Carmignac in 1963, during his work with the Dead Sea Scrolls, attempted to translate Mark from Greek to Hebrew for his use in a New Testament commentary based on the Dead Sea Scrolls. He expected many difficulties but unexpectedly discovered that the translation was not only easy, but seemed to point to Greek Mark as a translation from a Hebrew or Aramaic original.
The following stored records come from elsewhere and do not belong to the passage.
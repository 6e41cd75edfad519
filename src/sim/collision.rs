//! Collision detection and response
//!
//! Enemy-vs-enemy contacts are resolved either by removing both enemies or by
//! an elastic impulse along the contact normal followed by overlap separation.
//! Enemy-vs-obstacle contacts destroy or bounce the enemy. Player contacts are
//! reported to the tick, which ends the run.

use glam::Vec2;

use super::obstacle::Obstacle;
use super::state::{Enemy, Player};
use crate::clamp_to_arena;
use crate::settings::{CollisionPolicy, ObstacleContact, Settings};

/// Velocities of two bodies after an impulse along `normal` (pointing from
/// body 1 to body 2). Bodies already moving apart are returned unchanged.
///
/// Standard equal-mass impulse: j = -(1 + e)(Δv·n) / 2
pub fn elastic_response(
    vel1: Vec2,
    vel2: Vec2,
    normal: Vec2,
    restitution: f32,
) -> (Vec2, Vec2) {
    let approach = (vel2 - vel1).dot(normal);
    if approach > 0.0 {
        return (vel1, vel2);
    }
    let impulse = -(1.0 + restitution) * approach / 2.0;
    (vel1 - normal * impulse, vel2 + normal * impulse)
}

/// Contact normal from `a` to `b`; coincident bodies get a fixed axis
#[inline]
fn contact_normal(a: Vec2, b: Vec2) -> Vec2 {
    let n = (b - a).normalize_or_zero();
    if n == Vec2::ZERO { Vec2::X } else { n }
}

/// Bounce two overlapping enemies off each other and push them apart
fn bounce_pair(a: &mut Enemy, b: &mut Enemy, settings: &Settings) {
    let radius = settings.enemy.radius;
    let normal = contact_normal(a.pos, b.pos);
    let (va, vb) = elastic_response(a.vel, b.vel, normal, settings.enemy.restitution);
    a.vel = va;
    b.vel = vb;

    let overlap = 2.0 * radius - a.pos.distance(b.pos);
    if overlap > 0.0 {
        let push = normal * (overlap / 2.0);
        let (w, h) = (settings.arena.width, settings.arena.height);
        a.pos = clamp_to_arena(a.pos - push, radius, w, h);
        b.pos = clamp_to_arena(b.pos + push, radius, w, h);
    }
}

/// Resolve all enemy-enemy contacts in one pass over the batch-updated list.
///
/// Returns the ID pairs that touched. Under [`CollisionPolicy::Annihilate`]
/// every enemy in a touching pair is removed after the pass.
pub fn resolve_enemy_collisions(enemies: &mut Vec<Enemy>, settings: &Settings) -> Vec<(u32, u32)> {
    let contact = 2.0 * settings.enemy.radius;
    let mut pairs = Vec::new();

    match settings.enemy.collision_policy {
        CollisionPolicy::Annihilate => {
            let mut doomed = vec![false; enemies.len()];
            for i in 0..enemies.len() {
                for j in (i + 1)..enemies.len() {
                    if enemies[i].pos.distance(enemies[j].pos) < contact {
                        doomed[i] = true;
                        doomed[j] = true;
                        pairs.push((enemies[i].id, enemies[j].id));
                    }
                }
            }
            let mut flags = doomed.into_iter();
            enemies.retain(|_| !flags.next().unwrap_or(false));
        }
        CollisionPolicy::ElasticBounce => {
            for i in 0..enemies.len() {
                for j in (i + 1)..enemies.len() {
                    if enemies[i].pos.distance(enemies[j].pos) < contact {
                        let (head, tail) = enemies.split_at_mut(j);
                        bounce_pair(&mut head[i], &mut tail[0], settings);
                        pairs.push((head[i].id, tail[0].id));
                    }
                }
            }
        }
    }

    pairs
}

/// Apply obstacle contacts to enemies; returns IDs of destroyed enemies.
///
/// Under [`ObstacleContact::Bounce`] an enemy whose previous position is also
/// inside an obstacle has nowhere to bounce back to and is destroyed as well.
pub fn resolve_obstacle_hits(
    enemies: &mut Vec<Enemy>,
    obstacles: &[Obstacle],
    settings: &Settings,
) -> Vec<u32> {
    if obstacles.is_empty() {
        return Vec::new();
    }
    let hits = |e: &Enemy| obstacles.iter().any(|o| o.contains_point(e.pos));

    match settings.enemy.obstacle_contact {
        ObstacleContact::Destroy => {
            let destroyed: Vec<u32> = enemies.iter().filter(|e| hits(e)).map(|e| e.id).collect();
            enemies.retain(|e| !hits(e));
            destroyed
        }
        ObstacleContact::Bounce => {
            let embedded = |e: &Enemy| obstacles.iter().any(|o| o.contains_point(e.prev_pos));
            let mut destroyed = Vec::new();
            enemies.retain_mut(|enemy| {
                if !hits(enemy) {
                    return true;
                }
                if embedded(enemy) {
                    destroyed.push(enemy.id);
                    return false;
                }
                enemy.pos = enemy.prev_pos;
                enemy.vel = -enemy.vel * 0.5;
                true
            });
            destroyed
        }
    }
}

/// What ended the run
#[derive(Debug, Clone, Copy, PartialEq, Eq)]
pub enum Caught {
    ByEnemy(u32),
    ByObstacle,
}

/// Check whether the player touches an enemy or an obstacle
pub fn player_contact(
    player: &Player,
    enemies: &[Enemy],
    obstacles: &[Obstacle],
    settings: &Settings,
) -> Option<Caught> {
    let reach = player.radius + settings.enemy.radius;
    if let Some(enemy) = enemies.iter().find(|e| e.pos.distance(player.pos) < reach) {
        return Some(Caught::ByEnemy(enemy.id));
    }
    if obstacles.iter().any(|o| o.contains_point(player.pos)) {
        return Some(Caught::ByObstacle);
    }
    None
}

#[cfg(test)]
mod tests {
    use super::*;
    use crate::sim::state::{Intelligence, Role};

    fn enemy_at(id: u32, pos: Vec2, vel: Vec2) -> Enemy {
        let mut e = Enemy::new(id, pos, Role::Aggressive, Intelligence::Low, 1.0);
        e.vel = vel;
        e
    }

    #[test]
    fn test_head_on_restitution() {
        let v = 2.0;
        let (v1, v2) = elastic_response(Vec2::new(v, 0.0), Vec2::new(-v, 0.0), Vec2::X, 0.8);
        // Relative normal speed goes from -2v (approaching) to +0.8 * 2v (separating)
        let after = (v2 - v1).dot(Vec2::X);
        assert!((after - 0.8 * 2.0 * v).abs() < 1e-5);
        assert!((v1.x + 1.6).abs() < 1e-5);
        assert!((v2.x - 1.6).abs() < 1e-5);
        // Momentum conserved
        assert!((v1 + v2).length() < 1e-5);
    }

    #[test]
    fn test_separating_bodies_untouched() {
        let v1 = Vec2::new(-1.0, 0.0);
        let v2 = Vec2::new(1.0, 0.0);
        assert_eq!(elastic_response(v1, v2, Vec2::X, 0.8), (v1, v2));
    }

    #[test]
    fn test_bounce_policy_separates() {
        let settings = Settings::default();
        let mut enemies = vec![
            enemy_at(1, Vec2::new(100.0, 100.0), Vec2::new(1.0, 0.0)),
            enemy_at(2, Vec2::new(104.0, 100.0), Vec2::new(-1.0, 0.0)),
        ];
        let pairs = resolve_enemy_collisions(&mut enemies, &settings);
        assert_eq!(pairs, vec![(1, 2)]);
        assert_eq!(enemies.len(), 2);
        let gap = enemies[0].pos.distance(enemies[1].pos);
        assert!((gap - 2.0 * settings.enemy.radius).abs() < 1e-4);
        assert!(enemies[0].vel.x < 0.0 && enemies[1].vel.x > 0.0);
    }

    #[test]
    fn test_coincident_enemies_do_not_produce_nan() {
        let settings = Settings::default();
        let mut enemies = vec![
            enemy_at(1, Vec2::new(100.0, 100.0), Vec2::ZERO),
            enemy_at(2, Vec2::new(100.0, 100.0), Vec2::ZERO),
        ];
        resolve_enemy_collisions(&mut enemies, &settings);
        for e in &enemies {
            assert!(e.pos.is_finite() && e.vel.is_finite());
        }
        assert!(enemies[0].pos != enemies[1].pos);
    }

    #[test]
    fn test_annihilation_removes_pairs_and_chains() {
        let mut settings = Settings::default();
        settings.enemy.collision_policy = CollisionPolicy::Annihilate;
        let mut enemies = vec![
            enemy_at(1, Vec2::new(100.0, 100.0), Vec2::ZERO),
            enemy_at(2, Vec2::new(104.0, 100.0), Vec2::ZERO),
            enemy_at(3, Vec2::new(108.0, 100.0), Vec2::ZERO),
            enemy_at(4, Vec2::new(300.0, 300.0), Vec2::ZERO),
        ];
        let pairs = resolve_enemy_collisions(&mut enemies, &settings);
        assert_eq!(pairs, vec![(1, 2), (2, 3)]);
        assert_eq!(enemies.len(), 1);
        assert_eq!(enemies[0].id, 4);
    }

    #[test]
    fn test_obstacle_destroys_enemy() {
        let settings = Settings::default();
        let obstacles = [Obstacle::Rect {
            pos: Vec2::new(50.0, 50.0),
            width: 20.0,
            height: 20.0,
        }];
        let mut enemies = vec![
            enemy_at(1, Vec2::new(55.0, 55.0), Vec2::ZERO),
            enemy_at(2, Vec2::new(200.0, 200.0), Vec2::ZERO),
        ];
        let destroyed = resolve_obstacle_hits(&mut enemies, &obstacles, &settings);
        assert_eq!(destroyed, vec![1]);
        assert_eq!(enemies.len(), 1);
        assert_eq!(enemies[0].id, 2);
    }

    #[test]
    fn test_obstacle_bounce_reverts_position() {
        let mut settings = Settings::default();
        settings.enemy.obstacle_contact = ObstacleContact::Bounce;
        let obstacles = [Obstacle::Rect {
            pos: Vec2::new(50.0, 50.0),
            width: 20.0,
            height: 20.0,
        }];
        let mut e = enemy_at(1, Vec2::new(52.0, 55.0), Vec2::new(4.0, 0.0));
        e.prev_pos = Vec2::new(48.0, 55.0);
        let mut enemies = vec![e];
        assert!(resolve_obstacle_hits(&mut enemies, &obstacles, &settings).is_empty());
        assert_eq!(enemies[0].pos, Vec2::new(48.0, 55.0));
        assert_eq!(enemies[0].vel, Vec2::new(-2.0, 0.0));
    }

    #[test]
    fn test_obstacle_bounce_drops_embedded_enemy() {
        let mut settings = Settings::default();
        settings.enemy.obstacle_contact = ObstacleContact::Bounce;
        let obstacles = [Obstacle::Rect {
            pos: Vec2::new(50.0, 50.0),
            width: 20.0,
            height: 20.0,
        }];
        // Obstacle appeared on top of the enemy: both positions are inside
        let mut stuck = enemy_at(1, Vec2::new(60.0, 60.0), Vec2::new(0.5, 0.0));
        stuck.prev_pos = Vec2::new(59.5, 60.0);
        let mut enemies = vec![stuck, enemy_at(2, Vec2::new(200.0, 200.0), Vec2::ZERO)];

        let destroyed = resolve_obstacle_hits(&mut enemies, &obstacles, &settings);
        assert_eq!(destroyed, vec![1]);
        assert_eq!(enemies.len(), 1);
        assert_eq!(enemies[0].id, 2);
    }

    #[test]
    fn test_player_contact() {
        let settings = Settings::default();
        let player = Player::new(Vec2::new(100.0, 100.0), settings.player.radius);
        let enemies = vec![enemy_at(9, Vec2::new(104.0, 100.0), Vec2::ZERO)];
        assert_eq!(
            player_contact(&player, &enemies, &[], &settings),
            Some(Caught::ByEnemy(9))
        );
        let far = vec![enemy_at(9, Vec2::new(110.0, 100.0), Vec2::ZERO)];
        assert_eq!(player_contact(&player, &far, &[], &settings), None);

        let wall = [Obstacle::LineV {
            pos: Vec2::new(99.0, 0.0),
            length: 300.0,
            thickness: 4.0,
        }];
        assert_eq!(
            player_contact(&player, &far, &wall, &settings),
            Some(Caught::ByObstacle)
        );
    }
}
Carmignac's discovery prompted further investigation, which yielded much evidence for a Hebrew origin for Mark and Matthew, and for a Lukan source. Among the nine types of Semitisms identified among the three Synoptics, Semitisms of Transmission are probably the strongest evidence for at least Mark and possibly Matthew as direct translations from a Hebrew original text. For example, "Mark 11:14 speaks of eating of the fruit = YWKL (according to the spelling of Qumran) and Matthew 21:19 to produce fruit YWBL: as the letters B and K resemble each other [in Qumran Hebrew] so greatly, the possibility for confusion is very likely." Carmignac's book The Birth of the Synoptics contains dozens of such evidences. He had intended to produce a comprehensive volume but passed away before this work could be produced.

== Main works ==
- La règle de la guerre des Fils de lumière contre les Fils de ténèbres ౼ Texte restauré, traduit et commenté, éd. Letouzey & Ané, 1958.
- Le Docteur de Justice et Jésus-Christ, éd. de l'Orante, 1957.
- Les Textes de Qumrân traduits et annotés, éd. Letouzey & Ané, 2 volumes, 1961 and 1964.
- Recherches sur le « Notre Père », éd. Letouzey & Ané, 1969.
- Le mirage de l'Eschatologie – Royauté, Règne et Royaume de Dieu... sans Eschatologie, éd. Letouzey & Ané, 1979.
- À l'écoute du « Notre Père », éd. F.-X. de Guibert, 1984.
- La Naissance des Évangiles synoptiques, éd. F.-X. de Guibert, 1984.
- The Birth of the Synoptics (Michael J. Wrenn, trans.; Chicago: Franciscan Herald Press, 1987).
- Le Magnificat et le Benedictus en hébreu?, posthumous work published by the Association des Amis de l'Abbé Jean Carmignac (2009).